**Saved data entries**
====
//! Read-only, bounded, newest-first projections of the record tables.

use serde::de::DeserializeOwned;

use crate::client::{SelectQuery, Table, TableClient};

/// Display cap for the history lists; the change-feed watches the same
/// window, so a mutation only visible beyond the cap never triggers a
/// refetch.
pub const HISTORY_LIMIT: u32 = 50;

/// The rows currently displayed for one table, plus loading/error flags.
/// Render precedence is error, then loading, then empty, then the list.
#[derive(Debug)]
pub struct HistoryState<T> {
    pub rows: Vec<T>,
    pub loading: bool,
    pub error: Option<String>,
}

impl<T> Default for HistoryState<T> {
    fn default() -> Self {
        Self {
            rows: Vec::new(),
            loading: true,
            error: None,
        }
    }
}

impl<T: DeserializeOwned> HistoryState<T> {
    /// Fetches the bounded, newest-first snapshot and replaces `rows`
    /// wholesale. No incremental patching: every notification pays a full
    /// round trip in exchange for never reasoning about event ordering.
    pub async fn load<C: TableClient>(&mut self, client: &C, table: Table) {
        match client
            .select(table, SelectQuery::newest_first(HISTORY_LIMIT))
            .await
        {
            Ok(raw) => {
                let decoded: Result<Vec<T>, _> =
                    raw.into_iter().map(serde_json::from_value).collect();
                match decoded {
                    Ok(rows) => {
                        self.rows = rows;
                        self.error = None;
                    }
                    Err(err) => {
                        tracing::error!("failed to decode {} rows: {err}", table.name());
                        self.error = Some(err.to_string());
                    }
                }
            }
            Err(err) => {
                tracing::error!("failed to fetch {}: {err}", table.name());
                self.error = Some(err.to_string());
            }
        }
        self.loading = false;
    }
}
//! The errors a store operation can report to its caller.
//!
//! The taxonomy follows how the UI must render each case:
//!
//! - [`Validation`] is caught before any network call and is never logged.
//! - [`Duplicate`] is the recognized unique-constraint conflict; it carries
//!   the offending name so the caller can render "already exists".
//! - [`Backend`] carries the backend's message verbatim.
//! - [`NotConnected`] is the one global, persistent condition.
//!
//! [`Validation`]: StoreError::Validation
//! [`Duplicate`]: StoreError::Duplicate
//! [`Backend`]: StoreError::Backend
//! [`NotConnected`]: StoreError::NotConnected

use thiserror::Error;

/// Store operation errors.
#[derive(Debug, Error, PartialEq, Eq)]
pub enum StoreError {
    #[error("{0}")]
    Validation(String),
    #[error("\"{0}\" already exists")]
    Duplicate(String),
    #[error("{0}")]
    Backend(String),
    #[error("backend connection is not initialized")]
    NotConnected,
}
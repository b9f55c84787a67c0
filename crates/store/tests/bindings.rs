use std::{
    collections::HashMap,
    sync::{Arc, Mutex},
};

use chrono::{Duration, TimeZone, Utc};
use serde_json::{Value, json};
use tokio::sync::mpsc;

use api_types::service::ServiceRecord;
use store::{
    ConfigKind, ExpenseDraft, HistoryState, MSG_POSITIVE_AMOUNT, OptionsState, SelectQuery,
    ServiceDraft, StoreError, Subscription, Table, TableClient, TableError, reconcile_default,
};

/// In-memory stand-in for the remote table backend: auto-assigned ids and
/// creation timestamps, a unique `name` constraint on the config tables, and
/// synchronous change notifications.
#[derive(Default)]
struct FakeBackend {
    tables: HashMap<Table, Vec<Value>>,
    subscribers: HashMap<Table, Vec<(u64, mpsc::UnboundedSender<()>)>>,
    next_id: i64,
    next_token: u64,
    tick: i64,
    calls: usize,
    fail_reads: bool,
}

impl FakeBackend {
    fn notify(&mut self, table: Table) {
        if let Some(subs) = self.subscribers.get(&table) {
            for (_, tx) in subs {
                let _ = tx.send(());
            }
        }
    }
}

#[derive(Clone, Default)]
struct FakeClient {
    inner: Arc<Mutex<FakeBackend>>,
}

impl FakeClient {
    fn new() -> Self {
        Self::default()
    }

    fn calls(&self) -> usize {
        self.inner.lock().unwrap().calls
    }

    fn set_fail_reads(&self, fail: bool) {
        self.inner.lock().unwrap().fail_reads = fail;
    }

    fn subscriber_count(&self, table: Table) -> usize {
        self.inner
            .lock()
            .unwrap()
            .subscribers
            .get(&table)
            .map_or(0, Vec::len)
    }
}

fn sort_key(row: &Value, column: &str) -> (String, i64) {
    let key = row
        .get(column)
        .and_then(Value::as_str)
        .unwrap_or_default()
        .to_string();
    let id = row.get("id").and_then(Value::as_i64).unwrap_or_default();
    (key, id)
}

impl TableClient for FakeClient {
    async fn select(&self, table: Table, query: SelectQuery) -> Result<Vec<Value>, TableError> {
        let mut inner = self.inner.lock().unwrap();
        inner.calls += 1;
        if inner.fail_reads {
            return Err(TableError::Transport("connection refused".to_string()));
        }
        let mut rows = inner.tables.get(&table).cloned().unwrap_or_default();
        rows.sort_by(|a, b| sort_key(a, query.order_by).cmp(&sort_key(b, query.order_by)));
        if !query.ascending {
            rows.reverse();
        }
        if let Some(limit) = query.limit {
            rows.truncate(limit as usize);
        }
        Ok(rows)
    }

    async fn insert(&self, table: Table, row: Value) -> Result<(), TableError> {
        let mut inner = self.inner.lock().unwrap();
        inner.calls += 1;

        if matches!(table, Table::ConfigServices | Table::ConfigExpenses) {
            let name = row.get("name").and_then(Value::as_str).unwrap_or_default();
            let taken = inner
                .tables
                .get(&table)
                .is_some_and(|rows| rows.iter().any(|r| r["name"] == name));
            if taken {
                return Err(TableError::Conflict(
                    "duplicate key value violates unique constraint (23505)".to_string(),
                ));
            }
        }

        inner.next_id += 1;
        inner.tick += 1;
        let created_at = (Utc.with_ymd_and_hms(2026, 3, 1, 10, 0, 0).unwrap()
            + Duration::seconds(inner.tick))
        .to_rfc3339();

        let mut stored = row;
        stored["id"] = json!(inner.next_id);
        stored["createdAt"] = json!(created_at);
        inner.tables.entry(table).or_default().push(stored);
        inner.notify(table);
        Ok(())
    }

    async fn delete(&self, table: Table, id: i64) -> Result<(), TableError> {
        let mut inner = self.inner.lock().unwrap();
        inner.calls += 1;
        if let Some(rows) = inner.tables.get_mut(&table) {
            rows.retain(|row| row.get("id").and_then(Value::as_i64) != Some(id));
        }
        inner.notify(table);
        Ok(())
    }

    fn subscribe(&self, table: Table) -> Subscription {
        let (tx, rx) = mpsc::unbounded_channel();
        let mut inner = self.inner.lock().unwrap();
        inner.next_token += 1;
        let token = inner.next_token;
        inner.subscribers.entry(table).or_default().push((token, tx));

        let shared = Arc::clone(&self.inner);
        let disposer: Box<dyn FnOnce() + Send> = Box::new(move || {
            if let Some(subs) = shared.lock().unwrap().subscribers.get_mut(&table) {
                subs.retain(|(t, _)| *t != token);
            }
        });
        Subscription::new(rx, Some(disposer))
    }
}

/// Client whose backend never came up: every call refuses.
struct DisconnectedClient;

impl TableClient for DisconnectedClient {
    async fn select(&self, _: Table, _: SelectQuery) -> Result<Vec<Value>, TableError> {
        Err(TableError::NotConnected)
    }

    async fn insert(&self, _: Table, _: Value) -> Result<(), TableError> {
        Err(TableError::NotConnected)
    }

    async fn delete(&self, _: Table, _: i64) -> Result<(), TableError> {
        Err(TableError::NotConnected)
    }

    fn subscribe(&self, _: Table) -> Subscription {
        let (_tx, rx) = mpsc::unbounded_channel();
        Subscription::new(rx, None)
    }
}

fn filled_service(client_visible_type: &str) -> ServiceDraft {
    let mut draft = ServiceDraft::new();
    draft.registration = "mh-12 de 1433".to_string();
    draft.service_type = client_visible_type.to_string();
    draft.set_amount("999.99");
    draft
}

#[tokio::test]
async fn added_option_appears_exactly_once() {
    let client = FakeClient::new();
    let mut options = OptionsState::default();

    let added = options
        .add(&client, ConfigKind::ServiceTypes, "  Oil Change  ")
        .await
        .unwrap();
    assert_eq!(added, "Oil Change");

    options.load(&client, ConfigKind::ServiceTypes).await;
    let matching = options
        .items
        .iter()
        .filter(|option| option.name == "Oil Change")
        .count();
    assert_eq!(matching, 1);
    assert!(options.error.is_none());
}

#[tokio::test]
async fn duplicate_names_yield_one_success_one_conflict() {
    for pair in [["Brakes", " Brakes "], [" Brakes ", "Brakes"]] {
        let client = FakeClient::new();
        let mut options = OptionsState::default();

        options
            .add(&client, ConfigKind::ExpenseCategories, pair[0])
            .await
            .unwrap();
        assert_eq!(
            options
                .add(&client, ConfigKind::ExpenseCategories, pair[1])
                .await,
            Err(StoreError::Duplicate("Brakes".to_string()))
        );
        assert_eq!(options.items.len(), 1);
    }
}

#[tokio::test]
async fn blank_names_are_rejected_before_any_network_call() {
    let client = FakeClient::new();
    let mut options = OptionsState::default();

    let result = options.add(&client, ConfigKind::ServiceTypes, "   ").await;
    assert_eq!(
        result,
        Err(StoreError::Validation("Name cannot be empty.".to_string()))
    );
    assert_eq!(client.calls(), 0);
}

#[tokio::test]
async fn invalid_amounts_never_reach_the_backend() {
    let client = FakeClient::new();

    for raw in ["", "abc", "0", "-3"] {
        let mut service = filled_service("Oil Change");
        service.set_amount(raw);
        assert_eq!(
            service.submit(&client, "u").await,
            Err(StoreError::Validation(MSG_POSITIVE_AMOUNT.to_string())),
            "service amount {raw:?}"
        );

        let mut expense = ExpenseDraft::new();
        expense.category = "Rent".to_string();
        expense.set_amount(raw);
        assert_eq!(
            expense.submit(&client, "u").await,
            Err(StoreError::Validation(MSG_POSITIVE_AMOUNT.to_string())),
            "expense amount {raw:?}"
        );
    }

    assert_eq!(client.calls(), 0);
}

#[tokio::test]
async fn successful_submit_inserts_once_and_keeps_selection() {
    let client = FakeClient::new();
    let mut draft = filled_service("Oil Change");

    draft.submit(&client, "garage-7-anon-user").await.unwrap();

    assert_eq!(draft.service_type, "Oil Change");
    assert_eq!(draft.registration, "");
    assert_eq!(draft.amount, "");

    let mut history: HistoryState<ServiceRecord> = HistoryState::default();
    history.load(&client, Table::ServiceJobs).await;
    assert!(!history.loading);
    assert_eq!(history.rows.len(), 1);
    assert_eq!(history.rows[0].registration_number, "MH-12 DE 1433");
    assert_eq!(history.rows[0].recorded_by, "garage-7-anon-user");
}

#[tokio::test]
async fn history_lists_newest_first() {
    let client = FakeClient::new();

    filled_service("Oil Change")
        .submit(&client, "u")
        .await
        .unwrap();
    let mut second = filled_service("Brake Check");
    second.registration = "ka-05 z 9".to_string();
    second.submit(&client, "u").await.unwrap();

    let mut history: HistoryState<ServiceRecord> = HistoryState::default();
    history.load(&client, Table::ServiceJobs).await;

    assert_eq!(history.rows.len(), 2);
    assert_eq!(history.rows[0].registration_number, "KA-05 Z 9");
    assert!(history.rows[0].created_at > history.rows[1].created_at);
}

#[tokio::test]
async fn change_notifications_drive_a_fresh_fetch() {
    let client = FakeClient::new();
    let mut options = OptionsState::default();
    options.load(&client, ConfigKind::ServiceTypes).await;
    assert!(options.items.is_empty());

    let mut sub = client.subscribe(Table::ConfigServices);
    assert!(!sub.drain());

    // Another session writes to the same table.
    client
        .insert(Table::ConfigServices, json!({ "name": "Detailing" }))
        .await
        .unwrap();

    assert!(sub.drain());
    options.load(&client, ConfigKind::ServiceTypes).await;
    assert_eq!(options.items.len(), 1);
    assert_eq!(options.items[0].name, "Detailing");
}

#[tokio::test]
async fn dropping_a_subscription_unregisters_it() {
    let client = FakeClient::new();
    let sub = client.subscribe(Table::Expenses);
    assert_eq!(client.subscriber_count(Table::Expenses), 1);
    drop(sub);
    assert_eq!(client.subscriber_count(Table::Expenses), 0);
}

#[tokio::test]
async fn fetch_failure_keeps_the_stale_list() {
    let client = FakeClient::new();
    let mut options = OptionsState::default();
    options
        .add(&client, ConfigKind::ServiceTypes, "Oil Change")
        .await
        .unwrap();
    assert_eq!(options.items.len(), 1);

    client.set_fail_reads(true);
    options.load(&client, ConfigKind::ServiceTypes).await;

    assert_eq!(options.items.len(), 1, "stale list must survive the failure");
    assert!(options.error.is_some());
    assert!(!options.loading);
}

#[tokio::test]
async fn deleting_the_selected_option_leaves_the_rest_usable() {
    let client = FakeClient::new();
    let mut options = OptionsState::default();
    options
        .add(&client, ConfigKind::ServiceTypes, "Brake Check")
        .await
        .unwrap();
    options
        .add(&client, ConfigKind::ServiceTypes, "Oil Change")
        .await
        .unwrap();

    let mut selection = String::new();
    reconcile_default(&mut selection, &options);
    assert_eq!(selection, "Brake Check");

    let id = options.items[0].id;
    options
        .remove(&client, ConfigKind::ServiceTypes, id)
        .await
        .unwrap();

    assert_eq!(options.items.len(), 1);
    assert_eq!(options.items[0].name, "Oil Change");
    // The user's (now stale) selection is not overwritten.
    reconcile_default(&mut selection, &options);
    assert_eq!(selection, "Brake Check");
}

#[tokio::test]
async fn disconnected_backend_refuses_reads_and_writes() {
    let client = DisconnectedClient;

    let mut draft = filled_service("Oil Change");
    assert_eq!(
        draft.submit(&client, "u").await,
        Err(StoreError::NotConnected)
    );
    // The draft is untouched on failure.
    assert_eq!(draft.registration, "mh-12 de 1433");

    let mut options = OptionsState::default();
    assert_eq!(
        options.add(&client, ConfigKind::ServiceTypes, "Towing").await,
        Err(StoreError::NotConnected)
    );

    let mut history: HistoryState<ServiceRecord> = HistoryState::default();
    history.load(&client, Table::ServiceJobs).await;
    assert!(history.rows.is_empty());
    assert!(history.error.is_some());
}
====
**WHAT THE TASK ASKS**
Check every line of the data for the string "Debug". Give the number of lines that have it, and only that.

**RESULT**
2